Od dawna podziwiałam wszystkich ludzi, którzy dietą walczyli ze swoimi nadprogramowymi kilogramami. Należę do tego typu człowieka, który za Chiny Ludowe nie potrafi znaleźć w sobie pozytywnych cech, a każdy dodatkowy kilogram budzi we mnie ogromną rozpacz. Wiem, zapuściłam się i wiem, że jestem temu wszystkiemu współwinna.
W ciąży przytyłam 20kg, to nie wzorcowe 11-13. To dwadzieścia wielkich, tłustych kilogramów. Szczerze mówiąc nie wiem skąd to się wzięło.
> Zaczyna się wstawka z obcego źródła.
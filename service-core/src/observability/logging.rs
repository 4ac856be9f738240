use opentelemetry::KeyValue;
use opentelemetry_otlp::WithExportConfig;
use opentelemetry_sdk::{Resource, runtime, trace as sdktrace};
use tracing_subscriber::{layer::SubscriberExt, util::SubscriberInitExt};

/// Initialize the tracing subscriber: JSON fmt layer always, OTLP export when
/// an endpoint is configured.
pub fn init_tracing(service_name: &str, log_level: &str, otlp_endpoint: Option<&str>) {
    let env_filter = tracing_subscriber::EnvFilter::try_from_default_env()
        .unwrap_or_else(|_| tracing_subscriber::EnvFilter::new(log_level));

    let fmt_layer = tracing_subscriber::fmt::layer()
        .with_file(true)
        .with_line_number(true)
        .json()
        .flatten_event(true);

    let registry = tracing_subscriber::registry().with(env_filter).with(fmt_layer);

    match otlp_endpoint {
        Some(endpoint) => {
            let otlp_exporter = opentelemetry_otlp::new_exporter()
                .tonic()
                .with_endpoint(endpoint);

            let tracer = match opentelemetry_otlp::new_pipeline()
                .tracing()
                .with_exporter(otlp_exporter)
                .with_trace_config(sdktrace::config().with_resource(Resource::new(vec![
                    KeyValue::new("service.name", service_name.to_string()),
                ])))
                .install_batch(runtime::Tokio)
            {
                Ok(t) => t,
                Err(e) => {
                    eprintln!(
                        "Failed to initialize OTLP tracer for service '{}' at endpoint '{}': {}",
                        service_name, endpoint, e
                    );
                    panic!("Failed to initialize OTLP tracer: {}", e);
                }
            };

            registry
                .with(tracing_opentelemetry::layer().with_tracer(tracer))
                .init();
        }
        None => registry.init(),
    }
}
Podejrzewam, że brak ruchu był głównym składnikiem tego wszystkiego, jednakże... Każda kobieta, która była w ciąży dobrze wie, jak wyglądają ostatnie tygodnie, a ja przez 8-my i 9-ty miesiąc ciąży przytyłam 9/20 kg. Po porodzie od razu spadło mi 7, później zeszło jeszcze kilka i na liczniku nadal miałam +7kg. Niby nie ma tragedii, ale czułam się jak w ''Uwolnić orkę''. Pierwsze dwa miesiące po porodzie, mnóstwo stresu, nauki opieki nad dzieckiem, strasznie nieregularne posiłki i burza hormonalna... To wszystko zatrzymało wagę na takim, a nie innym poziomie. Nie było czasu na jedzenie, picie, a organizm chyba przełączył się na tryb "spalaj jak najmniej, bo i tak nic więcej nie dostaniesz''.
Od dwóch tygodni ''staram się'' cokolwiek z tym robić. "Staram się" jeść co 3 godziny małe posiłki, wypijam 2 litry płynów dziennie, ograniczyłam słodycze do minimum (słodzę tylko kawę, bo innej nie tknę, a od czasu do czasu pozwolę sobie na żelka, na szczęście Monsz wynosi je po tajniacku do pracy). Chcę zrzucić 10 kg, w przyszłości. Nie teraz, w ogóle. Chcę wrócić do swojej wagi + trochę ją odpicować. Największy problem mam z ćwiczeniami. Przy dziecku to bardzo trudne, z dzieckiem - jeszcze trudniejsze. Mój dzieć należy do tych, które ''mamo, możesz robić wszystko, tylko nie odchodź na 10 cm, patrz na mnie i mów, a najlepiej karm i trzymaj grzechotkę jednocześnie''. Czekam na te piękne chwile, kiedy będzie potrafiła w dzień przespać przynajmniej 20 minut w ciągu, a ja nie będę martwym kurczaczkiem niepotrafiącym podnieść się z kanapy. Długa droga przede mną. I tak wydaje mi się, że cel osiągnę dopiero, kiedy wrócę do pracy na pełnych obrotach... Przynajmniej teraz nawodnię organizm, a bez słodyczy... naprawdę da się żyć :)
Zapraszam na instagram, tam jest nas teraz najwięcej :)
• thirty seconds to mars - walk on water.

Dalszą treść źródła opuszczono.